(untagged)

Code profiler and optimizations

Hockey

0.00/5 (No votes)

2 May 2002

C++ code profiler and small profiling utility

Download source files - 35 Kb

Sample Image - Profiler.jpg

Introduction

The arcane art of code profiling or tuning may seem unnecessary with today's desktop CPU's cranking out 2.2 GHz, which is pretty crazy pixel pushing power if you ask me. The release of .NET seems to promote machine abstraction, with more benefits to the time/cost aware programmer. However if you're more interested in writing code for the pure enjoyment of writing code, rather than making money, you're probably just as interested in writing fast code. Depending on how intimate you care to get with your current machine, they are some pretty cool optimizations you can perform to squeeze every last redundant clock out of your code. Because assembly language is about as popular as machine code, far harder to read and makes you "REALLY" machine dependent, I will ignore the common optimizations performed in assembly. In any high level language there are some simple optimizations you can perform which will reduce the code size and cycles required to execute it; probably the most over-looked method of optimizing would be the algorithm you use.

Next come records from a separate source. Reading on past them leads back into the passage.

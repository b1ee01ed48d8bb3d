use tracing_subscriber::{layer::SubscriberExt, util::SubscriberInitExt, EnvFilter};

// stdout belongs to the quiz prompts, so everything logs to stderr.
pub fn init_cli_logger(verbose: bool) {
    let filter = if verbose {
        EnvFilter::try_from_default_env()
            .unwrap_or_else(|_| EnvFilter::new("small_tools=debug,quiz=debug,warn"))
    } else {
        EnvFilter::try_from_default_env().unwrap_or_else(|_| EnvFilter::new("warn"))
    };

    tracing_subscriber::registry()
        .with(filter)
        .with(
            tracing_subscriber::fmt::layer()
                .with_writer(std::io::stderr)
                .with_target(false)
                .with_thread_ids(false)
                .with_file(false)
                .with_line_number(false)
                .compact(),
        )
        .init();
}

pub fn init_server_logger(verbose: bool, json: bool) {
    let filter = if verbose {
        EnvFilter::try_from_default_env()
            .unwrap_or_else(|_| EnvFilter::new("small_tools=debug,redirect_server=debug,info"))
    } else {
        EnvFilter::try_from_default_env()
            .unwrap_or_else(|_| EnvFilter::new("small_tools=info,redirect_server=info"))
    };

    let registry = tracing_subscriber::registry().with(filter);

    if json {
        registry
            .with(
                tracing_subscriber::fmt::layer()
                    .with_writer(std::io::stderr)
                    .with_target(false)
                    .with_thread_ids(false)
                    .with_file(false)
                    .with_line_number(false)
                    .json(),
            )
            .init();
    } else {
        registry
            .with(
                tracing_subscriber::fmt::layer()
                    .with_writer(std::io::stderr)
                    .with_target(false)
                    .with_thread_ids(false)
                    .with_file(false)
                    .with_line_number(false)
                    .compact(),
            )
            .init();
    }
}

Consider the following add/delete/insert functions as an example:

Add (Index) - Adds an item to the currently indexed element and pushes trailing elements in the array down by one.
Del (Index) - Removes the indexed element from the array and pulls trailing elements in the array up by one.
Ins (Index) - Inserts/overwrites an item at the currently indexed element

Add(Index, newItem)
{
    //Index MUST be within array bounds plus ONE element

    //ASSERT(Index<=UpperBound+1)

    //Allocate memory for one more element at end of array

    //Was allocation successful? Exit if not!

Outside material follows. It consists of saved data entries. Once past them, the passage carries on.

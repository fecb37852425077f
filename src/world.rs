//! The top-level container: interns types and systems, resolves a
//! composition to its archetype via a mask map, and drives spawning and
//! system execution.

use hashbrown::HashMap;
use std::ptr::NonNull;

use crate::archetype::Archetype;
use crate::entity::{Entity, EntityTable, Location};
use crate::error::{Error, Result};
use crate::layout::Layout;
use crate::mask::Mask;
use crate::matching::{link_new_archetype, link_new_system};
use crate::registry::{TypeId, TypeRegistry};
use crate::requirement::{parse_composition, parse_requirement};
use crate::system::{System, SystemCallback};

/// The ECS core. Not safe for concurrent use: every operation runs on the
/// calling execution context, with no internal locking.
///
/// Field declaration order matters: systems reference archetype and type
/// ids, so they must drop before archetypes and the type registry, which
/// in turn reference entity locations. Rust drops struct fields in
/// declaration order.
pub struct World {
    systems: Vec<System>,
    system_by_name: HashMap<Box<str>, usize>,
    archetypes: Vec<Archetype>,
    archetype_by_mask: HashMap<Mask, usize>,
    registry: TypeRegistry,
    entities: EntityTable,
    last_spawned: Vec<Entity>,
}

impl Default for World {
    fn default() -> Self {
        World::new()
    }
}

impl World {
    pub fn new() -> Self {
        World {
            systems: Vec::new(),
            system_by_name: HashMap::new(),
            archetypes: Vec::new(),
            archetype_by_mask: HashMap::new(),
            registry: TypeRegistry::new(),
            entities: EntityTable::new(),
            last_spawned: Vec::new(),
        }
    }

    /// Registers a component type.
    pub fn register_type(&mut self, name: &str, size: usize, align: usize) -> Result<TypeId> {
        self.registry.register(name, size, align)
    }

    /// Registers a system: parses `requirements`, computes its masks, and
    /// matches it against every existing archetype.
    pub fn register_system(
        &mut self,
        name: &str,
        requirements: &str,
        callback: SystemCallback,
        user_data: Option<NonNull<()>>,
    ) -> Result<()> {
        if self.system_by_name.contains_key(name) {
            return Err(Error::AlreadyExists(name.into()));
        }

        let requirement = parse_requirement(&self.registry, requirements)?;
        let system = System::new(name, requirement, callback, user_data);

        if self.systems.try_reserve(1).is_err() {
            return Err(Error::AllocFailed);
        }
        self.systems.push(system);
        let system_id = self.systems.len() - 1;

        if self.system_by_name.try_reserve(1).is_err() {
            self.systems.pop();
            return Err(Error::AllocFailed);
        }
        self.system_by_name.insert(name.into(), system_id);

        if let Err(err) = link_new_system(&mut self.archetypes, &mut self.systems, system_id) {
            self.system_by_name.remove(name);
            self.systems.pop();
            return Err(err);
        }

        log::debug!(
            "registered system `{}`: must_have={:?}, must_not_have={:?}, matched {} archetypes",
            name,
            self.systems[system_id].must_have(),
            self.systems[system_id].must_not_have(),
            self.systems[system_id].matching_archetypes().len(),
        );

        Ok(())
    }

    /// Spawns `count` entities with the given composition, returning the
    /// newly assigned ids. The returned slice is world-owned and valid
    /// until the next call to `spawn`.
    pub fn spawn(&mut self, count: usize, composition: &str) -> Result<&[Entity]> {
        let mask = parse_composition(&self.registry, composition)?;

        let archetype_id = match self.archetype_by_mask.get(&mask) {
            Some(&id) => id,
            None => self.create_archetype(mask)?,
        };

        let family_size = self.archetypes[archetype_id].layout().family_size();
        let entity_reservation = self.entities.reserve(count);
        let region_request = self.archetypes[archetype_id].request_regions(count);

        // Freshly spawned rows are all zero bytes, whether carved from a
        // fresh chunk or drawn from the recycled stack.
        for row_ptr in region_request.row_pointers(family_size) {
            if family_size > 0 {
                unsafe { std::ptr::write_bytes(row_ptr.as_ptr(), 0u8, family_size) };
            }
        }

        for (&entity, row_ptr) in entity_reservation
            .entities()
            .iter()
            .zip(region_request.row_pointers(family_size))
        {
            self.entities.set_location(
                entity,
                Location {
                    archetype: archetype_id,
                    row: row_ptr,
                },
            );
        }

        self.archetypes[archetype_id].commit_regions(region_request);

        self.last_spawned.clear();
        self.last_spawned
            .extend_from_slice(entity_reservation.entities());
        self.entities.commit(entity_reservation);

        log::trace!(
            "spawned {} entities into archetype {}",
            count,
            archetype_id
        );

        Ok(&self.last_spawned)
    }

    fn create_archetype(&mut self, mask: Mask) -> Result<usize> {
        let layout = Layout::compute(&self.registry, &mask);
        let archetype = Archetype::new(mask.clone(), layout);

        if self.archetypes.try_reserve(1).is_err() {
            return Err(Error::AllocFailed);
        }
        self.archetypes.push(archetype);
        let archetype_id = self.archetypes.len() - 1;

        if self.archetype_by_mask.try_reserve(1).is_err() {
            self.archetypes.pop();
            return Err(Error::AllocFailed);
        }
        self.archetype_by_mask.insert(mask.clone(), archetype_id);

        if let Err(err) = link_new_archetype(&mut self.archetypes, archetype_id, &mut self.systems)
        {
            self.archetype_by_mask.remove(&mask);
            self.archetypes.pop();
            return Err(err);
        }

        log::trace!(
            "created archetype {} (family_size={})",
            archetype_id,
            self.archetypes[archetype_id].layout().family_size(),
        );

        Ok(archetype_id)
    }

    /// Resolves `entity`'s component `type_name` to a pointer within its
    /// row, or `None` if the entity has no storage, the type is
    /// unregistered, or the archetype lacks that type.
    pub fn get_component(&self, entity: Entity, type_name: &str) -> Option<NonNull<u8>> {
        let type_id = self.registry.lookup_id(type_name)?;
        let location = self.entities.location(entity)?;
        self.archetypes[location.archetype].component_ptr(type_id, location.row)
    }

    /// Removes `entity`, recycling both its id and its row. See
    /// `EntityTable::despawn` for the no-generation-counter caveat on
    /// double despawn.
    pub fn despawn(&mut self, entity: Entity) {
        if let Some(location) = self.entities.despawn(entity) {
            self.archetypes[location.archetype].recycle_row(location.row);
        }
    }

    /// Invokes a single system by name.
    pub fn run(&mut self, system_name: &str, dt: f32) -> Result<()> {
        let system_id = *self
            .system_by_name
            .get(system_name)
            .ok_or_else(|| Error::NotFound(system_name.into()))?;
        self.run_system(system_id, dt);
        Ok(())
    }

    /// Invokes every registered system, in registration order.
    pub fn step(&mut self, dt: f32) -> Result<()> {
        for system_id in 0..self.systems.len() {
            self.run_system(system_id, dt);
        }
        Ok(())
    }

    /// Executes one system's matching archetypes: rebuilds its offsets
    /// vector per archetype, then walks chunks head-to-tail and rows in
    /// ascending order within each chunk.
    fn run_system(&mut self, system_id: usize, dt: f32) {
        let archetype_ids: Vec<usize> = self.systems[system_id].matching_archetypes().to_vec();

        for archetype_id in archetype_ids {
            let archetype = &self.archetypes[archetype_id];
            self.systems[system_id].rebuild_offsets(archetype.layout());
            let family_size = archetype.layout().family_size();

            for (chunk_ptr, count) in archetype.iter_chunks() {
                for row in 0..count {
                    let row_ptr = if family_size == 0 {
                        chunk_ptr
                    } else {
                        unsafe { NonNull::new_unchecked(chunk_ptr.as_ptr().add(row * family_size)) }
                    };
                    self.systems[system_id].invoke(row_ptr, dt);
                }
            }
        }
    }
}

    //Push all items at or greater than Index down by one

    //Overwrite currently indexed element with newItem

    //Update counters 

}

Del(Index)
{
    //Pull all items greater than Index up by one to overwrite indexed element

    //Free memory used by last element

    //Update counters

}

Ins(Index, newItem)
{
    //Index MUST be within array bounds plus ONE element

    //ASSERT(Index<=UpperBound+1)	

    //Overwrite item at current index

    //Update counters

}

The Insert function, programmed this way, would cause code bloat; one simple solution for the redundancy is to design Insert() this way:

Ins(Index, newItem)
{
    Del(Index);
    Add(Index, newItem);
}

Note: If you wanted Insert() to add elements when the Index was out of bounds and NOT just overwrite the current indexed element in the array you would need to add more memory managing routines which would complicate your code and management. By having Add() manage this and making Insert() call Del(), Add() you now have removed a lot of unnecessary code and left tricky memory allocations to only 2 functions rather than three. If you one day decide to use Virtual memory instead of Heap it's a whole lot easier to manage. You now have seen an example of poor algorithm design and redundant code removal so let's move on to less obvious code tweaking techniques.

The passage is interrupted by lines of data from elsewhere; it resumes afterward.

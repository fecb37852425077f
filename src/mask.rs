//! A fixed-width set over the space of registered component-type ids.
//! Value-like: archetypes and systems each own their mask.

use fixedbitset::FixedBitSet;
use std::hash::{Hash, Hasher};

use crate::registry::TypeId;

/// A set over component-type ids, sized to the type count at the time of
/// its owner's creation (systems fix their width at registration;
/// archetypes fix it at first creation).
#[derive(Debug, Clone, Default)]
pub struct Mask(FixedBitSet);

impl Mask {
    /// Creates an empty mask wide enough to hold `width` component ids.
    pub fn with_width(width: usize) -> Self {
        Mask(FixedBitSet::with_capacity(width))
    }

    pub fn incl(&mut self, id: TypeId) {
        let index = id.index();
        if index >= self.0.len() {
            self.0.grow(index + 1);
        }
        self.0.insert(index);
    }

    pub fn excl(&mut self, id: TypeId) {
        if id.index() < self.0.len() {
            self.0.set(id.index(), false);
        }
    }

    pub fn has(&self, id: TypeId) -> bool {
        self.0.contains(id.index())
    }

    pub fn count(&self) -> usize {
        self.0.count_ones(..)
    }

    pub fn is_empty(&self) -> bool {
        self.count() == 0
    }

    /// Ascending id of the first set bit, if any.
    pub fn first(&self) -> Option<TypeId> {
        self.0.ones().next().map(|i| TypeId(i as u32))
    }

    /// Ascending id of the first set bit at or after `from`, if any.
    pub fn next(&self, from: TypeId) -> Option<TypeId> {
        self.0
            .ones()
            .find(|&i| i >= from.index())
            .map(|i| TypeId(i as u32))
    }

    /// Ascending iterator over the ids this mask contains.
    pub fn iter(&self) -> impl Iterator<Item = TypeId> + '_ {
        self.0.ones().map(|i| TypeId(i as u32))
    }

    /// Returns `true` iff every bit set in `self` is also set in `other`
    /// (`self ⊆ other`).
    pub fn is_subset(&self, other: &Mask) -> bool {
        self.0.is_subset(&other.0)
    }

    pub fn intersects(&self, other: &Mask) -> bool {
        !self.0.is_disjoint(&other.0)
    }

    /// Returns a freshly allocated mask containing `self ∩ other`.
    pub fn intersect(&self, other: &Mask) -> Mask {
        Mask(&self.0 & &other.0)
    }
}

impl PartialEq for Mask {
    fn eq(&self, other: &Self) -> bool {
        // `FixedBitSet` of different lengths but equal set bits must still
        // compare equal: widths diverge depending on type-registry size at
        // the time the mask's owner was created.
        self.iter().eq(other.iter())
    }
}

impl Eq for Mask {}

impl Hash for Mask {
    fn hash<H: Hasher>(&self, state: &mut H) {
        for id in self.iter() {
            id.0.hash(state);
        }
    }
}

/// `must_have ⊆ mask ∧ mask ∩ must_not_have = ∅`.
pub fn is_match(mask: &Mask, must_have: &Mask, must_not_have: &Mask) -> bool {
    must_have.is_subset(mask) && !mask.intersects(must_not_have)
}

#[cfg(test)]
mod tests {
    use super::*;

    fn id(n: u32) -> TypeId {
        TypeId(n)
    }

    #[test]
    fn insert_and_membership() {
        let mut m = Mask::with_width(4);
        m.incl(id(0));
        m.incl(id(2));
        assert!(m.has(id(0)));
        assert!(!m.has(id(1)));
        assert!(m.has(id(2)));
        assert_eq!(m.count(), 2);
    }

    #[test]
    fn iteration_is_ascending() {
        let mut m = Mask::with_width(8);
        m.incl(id(5));
        m.incl(id(1));
        m.incl(id(3));
        assert_eq!(m.iter().collect::<Vec<_>>(), vec![id(1), id(3), id(5)]);
    }

    #[test]
    fn subset_and_intersection() {
        let mut a = Mask::with_width(4);
        a.incl(id(0));
        a.incl(id(1));
        let mut b = Mask::with_width(4);
        b.incl(id(0));
        b.incl(id(1));
        b.incl(id(2));
        assert!(a.is_subset(&b));
        assert!(!b.is_subset(&a));
        assert!(a.intersects(&b));

        let i = a.intersect(&b);
        assert_eq!(i.count(), 2);
    }

    #[test]
    fn matching_predicate() {
        let mut mask = Mask::with_width(4);
        mask.incl(id(0));
        mask.incl(id(1));

        let mut must_have = Mask::with_width(4);
        must_have.incl(id(0));

        let mut must_not_have = Mask::with_width(4);
        must_not_have.incl(id(2));

        assert!(is_match(&mask, &must_have, &must_not_have));

        must_not_have.incl(id(1));
        assert!(!is_match(&mask, &must_have, &must_not_have));
    }

    #[test]
    fn equality_ignores_backing_width() {
        let mut a = Mask::with_width(2);
        a.incl(id(0));
        let mut b = Mask::with_width(16);
        b.incl(id(0));
        assert_eq!(a, b);
    }
}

Now we'll talk speed enhancements, rather than code size:

If you ever cross paths with any old game/graphics or assembly book you'll often read about bit shifting "A faster multiplication/division". It (I reluctantly speak in past tense, as I don't know if bit shifting is still faster) was a commonly known quirk of the 80x86 instruction set(s) that shifting was a faster method of doing division or multiplication by powers of 2.

1
2631
8426 8421
=========
0000 0001 = 1
0000 0010 = 2  -> left-shift by one multiplied the value by two
0000 0100 = 4  -> left-shift by one multiplied the value by two again

Of course this is only useful for integer division/multiplication. Basically as a general rule of thumb:

int result = b * 2;

is faster if you write

int result = b << 1;

These are some common, easy to apply optimizations in any language that supports bit shifting.

Some other optimizations that don't require intimate knowledge of the computer architecture are given below.

Removal of loop invariants

for(int x=0;x<=10000;x++){
    rect[x].left = nSpace + nWidth;
}

would be more efficient like this

temp = nSpace + nWidth;

for(int x=0;x<=10000;x++){
    rect[x].left = temp;
}

In the first example you're making a unnecessary addition calculation 10001 times, whereas the second calculates the variable prior to iterating the array.

Common sub-expression elimination

result = a*((a+b+c)+b*(a+b+c)+c);

would be more efficient like this

temp = a+b+c;
result = a*(temp+b*temp+c);

In the above your calculating a redundant expression only once instead of twice (like the first) and storing it in a intermediate variable, thus you get faster (and I think) smaller code when compiled.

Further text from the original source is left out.